Com’è possibile che gli studi e le ricerche di storia del lesbismo siano cominciati con tanto ritardo? Dalla lettura dei saggi raccolti in questo libro – e in particolare di quelli di Schoppmann e Kokula che ricostruiscono la storia delle lesbiche in Germania dall’Impero alla Seconda Guerra mondiale – possiamo avanzare una ipotesi: la legislazione nazista, non prevedendo esplicitamente un paragrafo del codice penale contro le lesbiche, ha funzionato di fatto come una forma di damnatio memoriae da cui solo ora si sta uscendo.

La rimozione del soggetto lesbico nella legislazione nazista ha prodotto infatti due conseguenze: dal lato del lavoro dello storico ha prodotto la difficoltà di riconoscere e tracciare, a partire dai documenti, una storia delle lesbiche sotto i regimi nazifascisti, dato che questo soggetto, al contrario dei gay nominati come 175 (paragrafo del codice penale tedesco contro l’omosessualità maschile), giuridicamente non esisteva; dall’altro lato il sistema classificatorio giuridico e concentrazionario nazista ha modellato il sistema classificatorio della giustizia di transizione: chi non era esplicitamente nominato nei documenti e nelle forme classificatorie dei campi di concentramento (i triangoli di vario colore, tristemente noti) ha avuto difficoltà nel dopoguerra a costituirsi ed essere riconosciuto dagli stati europei come vittima dei regimi nazifascisti. Da qui i ritardi nel riconoscimento: solo nel 1987 nel parlamento di Bonn furono ascoltate delle vittime del Nazismo nella loro qualità di lesbiche; e solo nel 1996 in Francia alla Fondazione per la Memoria della Deportazione venne dato il compito di vagliare la storia dei soggetti omosessuali durante Vichy.

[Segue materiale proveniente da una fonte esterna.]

use sta_domain::LockRegistry;
use std::sync::atomic::{AtomicUsize, Ordering};
use std::sync::Arc;
use std::thread;

#[test]
fn guard_is_released_on_drop() {
    let registry = LockRegistry::new();
    drop(registry.guard("key"));
    // Re-acquiring immediately must not deadlock.
    drop(registry.guard("key"));
    assert_eq!(registry.key_count(), 1);
}

#[test]
fn distinct_keys_do_not_block_each_other() {
    let registry = LockRegistry::new();
    let _a = registry.guard("unit:a");
    let _b = registry.guard("unit:b");
    assert_eq!(registry.key_count(), 2);
}

#[test]
fn same_key_serializes_across_threads() {
    let registry = Arc::new(LockRegistry::new());
    let in_section = Arc::new(AtomicUsize::new(0));
    let max_seen = Arc::new(AtomicUsize::new(0));

    let mut handles = Vec::new();
    for _ in 0..8 {
        let registry = registry.clone();
        let in_section = in_section.clone();
        let max_seen = max_seen.clone();
        handles.push(thread::spawn(move || {
            let _guard = registry.guard("shared");
            let now = in_section.fetch_add(1, Ordering::SeqCst) + 1;
            max_seen.fetch_max(now, Ordering::SeqCst);
            thread::yield_now();
            in_section.fetch_sub(1, Ordering::SeqCst);
        }));
    }
    for handle in handles {
        handle.join().unwrap();
    }

    assert_eq!(max_seen.load(Ordering::SeqCst), 1);
}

La raccolta di saggi oltre a costituire un corpus di studi fondamentale per costruire una solida storiografia lesbica ha, a mio avviso, anche un altro grande pregio: la prospettiva europea e transnazionale, come dimostrano le nazionalità delle autrici dei saggi. Questo ha permesso di vedere quanto lo stigma dell’identità lesbica fosse interiorizzato sia dalle stesse lesbiche sia dalle militanti antifasciste in chiave antitedesca. L’analisi e lo studio dell’universo concentrazionario di Ravensbrück – di Bonnet e di Osborne – il più grande campo di concentramento femminile nazista, mette proprio in evidenza quanto l’identità lesbica fosse un’ombra da proiettare continuamente, da parte francese e spagnola, sul nemico tedesco.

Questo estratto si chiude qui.